[Task directions]: For the entries below, state how many lines contain the word "tests" and add nothing else.
[Opening Task inputs section]
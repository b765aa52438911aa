//! Port records and the published association cell
//!
//! A [`PortRecord`] is created by a successful attach and destroyed after a
//! detach (or teardown) once every concurrent reader has drained. The record
//! is published into the interface's association cell through
//! `crossbeam::epoch`, so data-plane readers see either null or a
//! fully-initialized record.

use crate::error::Result;
use crate::iface::NetIface;
use crossbeam::epoch::{self, Atomic, Guard, Owned, Shared};
use std::sync::atomic::Ordering;

/// Rounds of pin-and-flush used by the reclamation drain
const QUIESCE_ROUNDS: usize = 8;

/// State held per enslaved interface, linking it to its owning bridge
///
/// The back-reference is the bridge id, resolved through the registry;
/// the record never owns the bridge or the interface.
pub struct PortRecord {
    /// Id of the owning bridge
    bridge: usize,

    /// Device index of the enslaved interface
    iface_index: u32,

    /// Interface name, kept for diagnostics
    iface_name: String,
}

impl PortRecord {
    pub(crate) fn new(bridge: usize, iface_index: u32, iface_name: &str) -> Self {
        Self {
            bridge,
            iface_index,
            iface_name: iface_name.to_string(),
        }
    }

    /// Id of the owning bridge
    pub fn bridge(&self) -> usize {
        self.bridge
    }

    /// Device index of the enslaved interface
    pub fn iface_index(&self) -> u32 {
        self.iface_index
    }

    /// Name of the enslaved interface
    pub fn iface_name(&self) -> &str {
        &self.iface_name
    }
}

#[cfg(test)]
thread_local! {
    /// Makes the next allocation on this thread fail, for unwind tests
    pub(crate) static FAIL_PORT_ALLOC: std::cell::Cell<bool> = const { std::cell::Cell::new(false) };
}

/// Allocate a port record for an interface about to be enslaved
pub(crate) fn allocate(bridge: usize, iface: &NetIface) -> Result<PortRecord> {
    #[cfg(test)]
    if FAIL_PORT_ALLOC.with(|f| f.replace(false)) {
        return Err(crate::error::Error::OutOfMemory(iface.name().to_string()));
    }

    Ok(PortRecord::new(bridge, iface.index(), iface.name()))
}

/// Publish a fully-initialized record into an association cell
///
/// The caller must hold the owning bridge's lock and must have verified the
/// cell is empty; publication uses a release store so readers that observe
/// the pointer observe every field.
pub(crate) fn publish(cell: &Atomic<PortRecord>, record: PortRecord) {
    cell.store(Owned::new(record), Ordering::Release);
}

/// Lock-free read of the published association
///
/// Returns a reference valid for the lifetime of the guard. Never blocks.
pub(crate) fn lookup<'g>(cell: &Atomic<PortRecord>, guard: &'g Guard) -> Option<&'g PortRecord> {
    let shared = cell.load(Ordering::Acquire, guard);
    if shared.is_null() {
        None
    } else {
        // Non-null pointers in the cell always reference a live record:
        // unpublish defers destruction until all pinned readers drain.
        Some(unsafe { shared.deref() })
    }
}

/// Unpublish the association and schedule the record for reclamation
///
/// Returns false if nothing was published. The record is destroyed only
/// after every reader pinned before the swap has unpinned.
pub(crate) fn unpublish(cell: &Atomic<PortRecord>, guard: &Guard) -> bool {
    let old = cell.swap(Shared::null(), Ordering::AcqRel, guard);
    if old.is_null() {
        return false;
    }
    unsafe { guard.defer_destroy(old) };
    true
}

/// Reclamation drain barrier
///
/// Pushes deferred destructions to the global queue and advances the epoch
/// so records unpublished before this call become unreachable to any reader
/// pinned afterwards. Called by detach and teardown after unpublishing.
pub fn quiesce() {
    for _ in 0..QUIESCE_ROUNDS {
        epoch::pin().flush();
    }
}

#[cfg(test)]
mod tests {
    use super::*;

    #[test]
    fn test_lookup_empty_cell() {
        let cell: Atomic<PortRecord> = Atomic::null();
        let guard = epoch::pin();
        assert!(lookup(&cell, &guard).is_none());
        assert!(!unpublish(&cell, &guard));
    }

    #[test]
    fn test_publish_lookup_unpublish() {
        let cell: Atomic<PortRecord> = Atomic::null();
        publish(&cell, PortRecord::new(2, 9, "eth9"));

        let guard = epoch::pin();
        let rec = lookup(&cell, &guard).unwrap();
        assert_eq!(rec.bridge(), 2);
        assert_eq!(rec.iface_index(), 9);
        assert_eq!(rec.iface_name(), "eth9");

        assert!(unpublish(&cell, &guard));
        assert!(lookup(&cell, &guard).is_none());
        drop(guard);
        quiesce();
    }

    #[test]
    fn test_allocate_failure_injection() {
        let iface = NetIface::new(
            1,
            "eth1",
            crate::iface::IfaceKind::Ethernet,
            crate::hwaddr::HwAddr::local_assigned(1),
        );
        FAIL_PORT_ALLOC.with(|f| f.set(true));
        assert!(allocate(0, &iface).is_err());
        // The flag is one-shot; the next allocation succeeds.
        assert!(allocate(0, &iface).is_ok());
    }
}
[Closing Task inputs section]
[Answer to this task]: 2